Four of the six motel units are one-bedroom with their own kitchen, microwave, dining table and a sofa or lounge chairs. They have bathrooms with separate showers. Three of the units have super-king beds and one has twin single bed in the bedroom and two single beds in the lounge.

A fifth unit is a studio with a queen-size bed, tea- and coffee-making appliances and a bathroom.

The sixth is also a studio unit which was the third bedroom of the owners' house. It was converted into a motel unit with its own kitchen and bathroom and is always in high demand, particularly by overseas guests, because it is an 1890s house that has retained its original architecture and character.

The 19th-century house, which is included in the sale, serves mainly as the owners' accommodation and comprises a two-bedroom villa with high kauri ceilings, polished timber floors and ornate fireplaces.

Over the years the house has been refurbished, wherever possible in keeping with the original style, although the owners installed a modern kitchen about five years ago for their own use and to prepare a limited number of breakfasts for guests. A reception area adjoins the owners' accommodation.

Snowden says Brookby has a wide range of clients.
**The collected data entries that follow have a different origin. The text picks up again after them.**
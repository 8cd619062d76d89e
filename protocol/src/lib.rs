//! Wire protocol types for the crevice pairing relay.
//!
//! A room pairs exactly two anonymous participants; the relay
//! forwards their frames without inspecting anything except the
//! `system` messages it originates itself.
#![deny(missing_docs)]

mod constants;
mod error;
mod protocol;

pub use constants::*;
pub use error::Error;
pub use protocol::*;

pub use uuid;

/// Result type for the relay protocol.
pub type Result<T> = std::result::Result<T, Error>;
"Some work at the nearby hospital or are visiting patients. Others are company reps, people visiting friends and family in Thames, and domestic and overseas tourists," he says. "Due to its location and idyllic surroundings, and because the rooms are maintained to a high standard, a number of guests return on a regular basis.

"The motel complex has no swimming pool or spa pool, so tends to attract more mature guests rather than holiday-makers with children. The owners, by choice, have limited marketing to their own website and the usual New Zealand travel booking sites, plus a couple of overseas sites, including Lonely Planet. A new owner could easily increase the occupancy by listing in additional travel guides."
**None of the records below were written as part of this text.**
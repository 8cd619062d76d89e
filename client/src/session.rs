//! Key exchange and transport encryption state for one room.
use aes_gcm::{aead::Aead, Aes256Gcm, Key, KeyInit, Nonce};
use base64::{engine::general_purpose::STANDARD, Engine as _};
use hkdf::Hkdf;
use p256::{
    ecdh::EphemeralSecret, elliptic_curve::sec1::ToEncodedPoint,
    PublicKey,
};
use rand::{rngs::OsRng, RngCore};
use sha2::Sha256;

use crevice_protocol::{RoomId, SealedEnvelope};

use crate::{Error, Result};

/// Domain separation for the derived encryption key.
const KEY_INFO: &[u8] = b"crevice-aes256gcm";

/// Nonce length for AES-GCM.
const NONCE_LENGTH: usize = 12;

/// Authentication tag length for AES-GCM.
const TAG_LENGTH: usize = 16;

/// Client-side crypto session for a single room.
///
/// Owns the ephemeral key pair and the derived shared secret;
/// tracks whether this side has sent and received a public key
/// independently because the triggering events can arrive in
/// either order. Performs no network operations.
pub struct ClientSession {
    secret: EphemeralSecret,
    public_key: String,
    shared: Option<[u8; 32]>,
    sent_public_key: bool,
    received_public_key: bool,
    room_id: Option<RoomId>,
}

impl ClientSession {
    /// Create a session with a fresh ephemeral key pair.
    pub fn new(room_id: Option<RoomId>) -> Self {
        let secret = EphemeralSecret::random(&mut OsRng);
        let point = secret.public_key().to_encoded_point(true);
        let public_key = STANDARD.encode(point.as_bytes());
        Self {
            secret,
            public_key,
            shared: None,
            sent_public_key: false,
            received_public_key: false,
            room_id,
        }
    }

    /// Base64 encoded compressed public key for the handshake.
    pub fn public_key(&self) -> &str {
        &self.public_key
    }

    /// Identifier of the room, once known.
    pub fn room_id(&self) -> Option<&RoomId> {
        self.room_id.as_ref()
    }

    /// Record the room identifier announced by the relay.
    pub fn set_room_id(&mut self, room_id: RoomId) {
        self.room_id = Some(room_id);
    }

    /// Whether this side has sent its public key.
    pub fn key_sent(&self) -> bool {
        self.sent_public_key
    }

    /// Record that this side has sent its public key.
    pub fn mark_key_sent(&mut self) {
        self.sent_public_key = true;
    }

    /// Process the peer's public key and derive the shared
    /// encryption key.
    ///
    /// The secret is derived exactly once per session; a
    /// duplicate key announcement leaves it untouched.
    pub fn receive_peer_key(&mut self, key: &str) -> Result<()> {
        let bytes = STANDARD.decode(key)?;
        let peer = PublicKey::from_sec1_bytes(&bytes)
            .map_err(|_| Error::InvalidPeerKey)?;

        if self.shared.is_none() {
            let secret = self.secret.diffie_hellman(&peer);
            let hkdf = Hkdf::<Sha256>::new(
                None,
                secret.raw_secret_bytes().as_slice(),
            );
            let mut shared = [0u8; 32];
            hkdf.expand(KEY_INFO, &mut shared)
                .map_err(|_| Error::KeyDerivation)?;
            self.shared = Some(shared);
        }
        self.received_public_key = true;
        Ok(())
    }

    /// Whether the key exchange has completed in both
    /// directions.
    pub fn is_established(&self) -> bool {
        self.sent_public_key
            && self.received_public_key
            && self.shared.is_some()
    }

    /// Encrypt a message with a fresh random nonce.
    pub fn encrypt(&self, message: &str) -> Result<SealedEnvelope> {
        let shared =
            self.shared.ok_or(Error::KeyExchangeIncomplete)?;
        let cipher =
            Aes256Gcm::new(Key::<Aes256Gcm>::from_slice(&shared));

        let mut iv = [0u8; NONCE_LENGTH];
        OsRng.fill_bytes(&mut iv);

        let mut buffer = cipher
            .encrypt(Nonce::from_slice(&iv), message.as_bytes())
            .map_err(|_| Error::Encrypt)?;
        let tag = buffer.split_off(buffer.len() - TAG_LENGTH);

        Ok(SealedEnvelope {
            iv: STANDARD.encode(iv),
            encrypted_data: STANDARD.encode(buffer),
            auth_tag: STANDARD.encode(tag),
        })
    }

    /// Authenticate and decrypt an envelope.
    pub fn decrypt(
        &self,
        envelope: &SealedEnvelope,
    ) -> Result<String> {
        let shared =
            self.shared.ok_or(Error::KeyExchangeIncomplete)?;

        let iv = STANDARD.decode(&envelope.iv)?;
        let tag = STANDARD.decode(&envelope.auth_tag)?;
        if iv.len() != NONCE_LENGTH || tag.len() != TAG_LENGTH {
            return Err(Error::MalformedEnvelope);
        }

        let mut buffer =
            STANDARD.decode(&envelope.encrypted_data)?;
        buffer.extend_from_slice(&tag);

        let cipher =
            Aes256Gcm::new(Key::<Aes256Gcm>::from_slice(&shared));
        let plaintext = cipher
            .decrypt(Nonce::from_slice(&iv), buffer.as_ref())
            .map_err(|_| Error::Decrypt)?;
        Ok(String::from_utf8(plaintext)?)
    }
}

#[cfg(test)]
mod tests {
    use super::*;

    fn established_pair() -> (ClientSession, ClientSession) {
        let mut alice = ClientSession::new(None);
        let mut bob =
            ClientSession::new(Some(RoomId::from("abc123")));

        // Alice saw the ready signal before the peer key
        alice.mark_key_sent();
        alice
            .receive_peer_key(&bob.public_key().to_owned())
            .unwrap();

        // Bob learned the peer key before any ready signal
        bob.receive_peer_key(&alice.public_key().to_owned())
            .unwrap();
        bob.mark_key_sent();

        (alice, bob)
    }

    #[test]
    fn handshake_converges_in_either_order() {
        let (alice, bob) = established_pair();
        assert!(alice.is_established());
        assert!(bob.is_established());
    }

    #[test]
    fn encrypt_decrypt_round_trip() {
        let (alice, bob) = established_pair();
        let envelope = alice.encrypt("hello").unwrap();
        assert_eq!("hello", bob.decrypt(&envelope).unwrap());
        // Envelopes are self contained; a redelivered duplicate
        // decrypts again
        assert_eq!("hello", bob.decrypt(&envelope).unwrap());
    }

    #[test]
    fn nonces_are_unique_per_message() {
        let (alice, _) = established_pair();
        let first = alice.encrypt("hello").unwrap();
        let second = alice.encrypt("hello").unwrap();
        assert_ne!(first.iv, second.iv);
        assert_ne!(first.encrypted_data, second.encrypted_data);
    }

    #[test]
    fn tampering_fails_authentication() {
        let (alice, bob) = established_pair();
        let envelope = alice.encrypt("hello").unwrap();

        for field in 0..3 {
            let mut copy = envelope.clone();
            let target = match field {
                0 => &mut copy.iv,
                1 => &mut copy.encrypted_data,
                _ => &mut copy.auth_tag,
            };
            let mut bytes =
                STANDARD.decode(target.as_bytes()).unwrap();
            bytes[0] ^= 0x01;
            *target = STANDARD.encode(bytes);
            assert!(bob.decrypt(&copy).is_err());
        }
    }

    #[test]
    fn sending_requires_key_exchange() {
        let session = ClientSession::new(None);
        assert!(matches!(
            session.encrypt("hello"),
            Err(Error::KeyExchangeIncomplete)
        ));
    }

    #[test]
    fn malformed_envelope_is_an_error() {
        let (alice, bob) = established_pair();
        let mut envelope = alice.encrypt("hello").unwrap();
        // Valid base64, wrong nonce length
        envelope.iv = STANDARD.encode([0u8; 3]);
        assert!(matches!(
            bob.decrypt(&envelope),
            Err(Error::MalformedEnvelope)
        ));
    }
}
use std::collections::HashMap;
use std::sync::{Arc, Mutex, MutexGuard, PoisonError};

use chrono::{DateTime, Duration, Utc};
use tracing::{debug, info};
use uuid::Uuid;

use super::ConversationSession;
use crate::gemini_client::ChatBackend;

/// A session is locked for the whole of a turn, so turns never overlap.
pub type SessionHandle = Arc<tokio::sync::Mutex<ConversationSession>>;

struct Entry {
    handle: SessionHandle,
    last_seen: DateTime<Utc>,
}

/// In-memory sessions keyed by the id in the browser's session cookie.
pub struct SessionStore {
    backend: Arc<dyn ChatBackend>,
    idle_ttl: Duration,
    sessions: Mutex<HashMap<Uuid, Entry>>,
}

impl SessionStore {
    pub fn new(backend: Arc<dyn ChatBackend>, idle_ttl: Duration) -> Self {
        Self {
            backend,
            idle_ttl,
            sessions: Mutex::new(HashMap::new()),
        }
    }

    /// Returns the session for `id`, creating one if the id is absent or unknown.
    pub fn get_or_create(&self, id: Option<Uuid>) -> (Uuid, SessionHandle) {
        let now = Utc::now();
        let mut sessions = self.lock();

        if let Some(id) = id {
            if let Some(entry) = sessions.get_mut(&id) {
                entry.last_seen = now;
                return (id, Arc::clone(&entry.handle));
            }
        }

        let before = sessions.len();
        // A held lock means a turn is in flight; its session is not idle.
        sessions.retain(|_, entry| {
            now - entry.last_seen < self.idle_ttl || entry.handle.try_lock().is_err()
        });
        if sessions.len() < before {
            debug!(pruned = before - sessions.len(), "Pruned idle sessions");
        }

        let id = Uuid::new_v4();
        let handle = Arc::new(tokio::sync::Mutex::new(ConversationSession::new(
            self.backend.start_chat(),
        )));
        sessions.insert(
            id,
            Entry {
                handle: Arc::clone(&handle),
                last_seen: now,
            },
        );
        info!(session = %id, active = sessions.len(), "Started chat session");

        (id, handle)
    }

    pub fn remove(&self, id: &Uuid) -> bool {
        let removed = self.lock().remove(id).is_some();
        if removed {
            info!(session = %id, "Cleared chat session");
        }
        removed
    }

    #[cfg(test)]
    pub fn len(&self) -> usize {
        self.lock().len()
    }

    fn lock(&self) -> MutexGuard<'_, HashMap<Uuid, Entry>> {
        self.sessions.lock().unwrap_or_else(PoisonError::into_inner)
    }
}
All the bedding and other laundry items owned by the motel is laundered on site in commercial washing machines, two dryers and an ironing press. A large garage forms part of the property that is used to store equipment and the supplies needed to operate the motel as well as providing garaging for a car.

Reservations are made using Callista software, a programme designed specifically for motels and smaller hotels, that allows bookings to be made online.

Snowden says the motel is generally run by its owners, but two people are available to work when they want time off.

"It's an arrangement that has worked very well and, I believe, it could continue if the new owner wishes."

Snowden says turnover and profits are "excellent" although the owners believe both could be increased further with additional marketing. "They have been happy with what the business has provided them and now wish to retire."

Snowden says Thames is an ideal location for a hospitality business as the town serves as the gateway to Coromandel Peninsula's natural forest beauty, pristine beaches, historic sites, tramping, fishing, and art-related activities.